Government on hook for China banks' shrinking capital

* China banks start reporting H1 earnings this week

* Banks' profit growth seen flat, capital ratios falling

* Banks under pressure to lend more, write down bad loans

* Small banks' capital near new regulatory lower limits

* First examples of recapitalisation already beginning

By Sumeet Chatterjee

HONG KONG, Aug 22 (Reuters) - Hit by bad loans, Chinese banks are expected to show a weakening in their capital strength in first-half earnings, raising the prospect that government might have to inject more than $100 billion to shore them up, according to some analysts.

There are early signs that government is already taking action to help some of the smaller banks, which are struggling to maintain their capital ratios as China's economy slows, interest margins fall, and bad debts climb.

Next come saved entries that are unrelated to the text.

//! Subcommand implementations.

use std::borrow::Cow;
use std::io::Write;
use std::path::Path;

use anyhow::{Context, Result};
use tracing::{info, warn};

use ccc_core::{CodeConverter, CountryTable, MissPolicy};

use crate::cli::{ConvertArgs, ListArgs, LookupArgs};
use crate::output::{convert_codes, record_table, records_json};

/// Resolve the table to convert with: a dataset file if given, else the bundled one.
pub fn load_table(data: Option<&Path>) -> Result<Cow<'static, CountryTable>> {
    match data {
        Some(path) => {
            let table = CountryTable::load_path(path)
                .with_context(|| format!("load country dataset {}", path.display()))?;
            info!(path = %path.display(), records = table.len(), "Using country dataset");
            if table.is_empty() {
                warn!(path = %path.display(), "Country dataset has no records");
            }
            Ok(Cow::Owned(table))
        }
        None => Ok(Cow::Borrowed(CountryTable::embedded())),
    }
}

/// Write one converted code per line to `out` and one error per miss to `err`.
///
/// Returns true when every code converted (or passed through).
pub fn run_convert<W: Write, E: Write>(
    table: &CountryTable,
    args: &ConvertArgs,
    out: &mut W,
    err: &mut E,
) -> Result<bool> {
    let converter = CodeConverter::new(table);
    let policy = MissPolicy::from_ignore_error(args.ignore_error);
    let conversions = convert_codes(
        &converter,
        args.from,
        args.to,
        args.codes.as_slice(),
        policy,
    );

    let mut all_ok = true;
    for conversion in conversions {
        match conversion.result {
            Ok(value) => writeln!(out, "{value}").context("write conversion")?,
            Err(error) => {
                writeln!(err, "error: {error}").context("write conversion error")?;
                all_ok = false;
            }
        }
    }
    Ok(all_ok)
}

pub fn run_lookup(table: &CountryTable, args: &LookupArgs) -> Result<()> {
    let converter = CodeConverter::new(table);
    let record = converter.lookup(args.from, &args.code)?;
    if args.json {
        let json = serde_json::to_string_pretty(record).context("serialize record")?;
        println!("{json}");
    } else {
        println!("{}", record_table([record]));
    }
    Ok(())
}

pub fn run_list(table: &CountryTable, args: &ListArgs) -> Result<()> {
    if args.json {
        println!("{}", records_json(table).context("serialize records")?);
    } else {
        println!("{}", record_table(table));
    }
    Ok(())
}
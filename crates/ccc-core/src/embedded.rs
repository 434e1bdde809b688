//! Embedded country dataset.
//!
//! The dataset is embedded at compile time using `include_str!()`, so the
//! default table needs no runtime file I/O or path resolution.
//!
//! # Format
//!
//! CSV with header `cca2,cca3,ccn3,tld,cioc`, one row per country or
//! territory, ordered by alpha-3 code. Empty cells mean "no value".

/// Source name reported in logs and errors for the embedded dataset.
pub const COUNTRIES_SOURCE: &str = "countries.csv";

/// Country dataset (ISO 3166-1 codes, primary TLD, IOC code).
pub const COUNTRIES_CSV: &str = include_str!("../data/countries.csv");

"We believe the recapitalisation and bailout process is already discretely underway. However, it has gone unnoticed as it has started with the smaller, unlisted banks," said Jason Bedford, sector analyst with UBS.

"We expect this process to accelerate sharply in 2017, particularly among listed joint stock banks," Bedford told Reuters, adding closing the capital shortfall would require an infusion of $172 billion.

The largest banks, including Agricultural Bank of China Ltd and Bank of Communications Co Ltd, start reporting earnings this week, and brokerage Daiwa estimates sector-wide profit growth in the first six months of 2016 will remain at just 0.7 percent.

In the April-June quarter, the banking sector's core capital adequacy ratio, on average, declined by an average 27-28 basis points from the preceding quarter, Daiwa said in a report, citing data released by the regulator.

Bedford said in a report earlier this month that fundraising by smaller banks was partly driven by local government pressure to maintain credit growth and cushion the economic slowdown.

At the same time, the banking regulator wants banks to clean up their balance sheets by providing more for doubtful loans and cutting exposure to shadow lending, which for weaker banks could require extra capital or mergers with the strong.

While the country's top five banks had a substantial capital buffer of around 14 percent at the end of 2015, smaller banks are sailing much closer to the wind, putting the sector's weighted average Tier 1 capital at 10.69 percent at end-June, down from 10.96 percent a quarter earlier.

That is barely above the 10.5 percent minimum that the banks in China would need to achieve by 2018.

China Banking Regulatory Commission did not respond to requests for comment.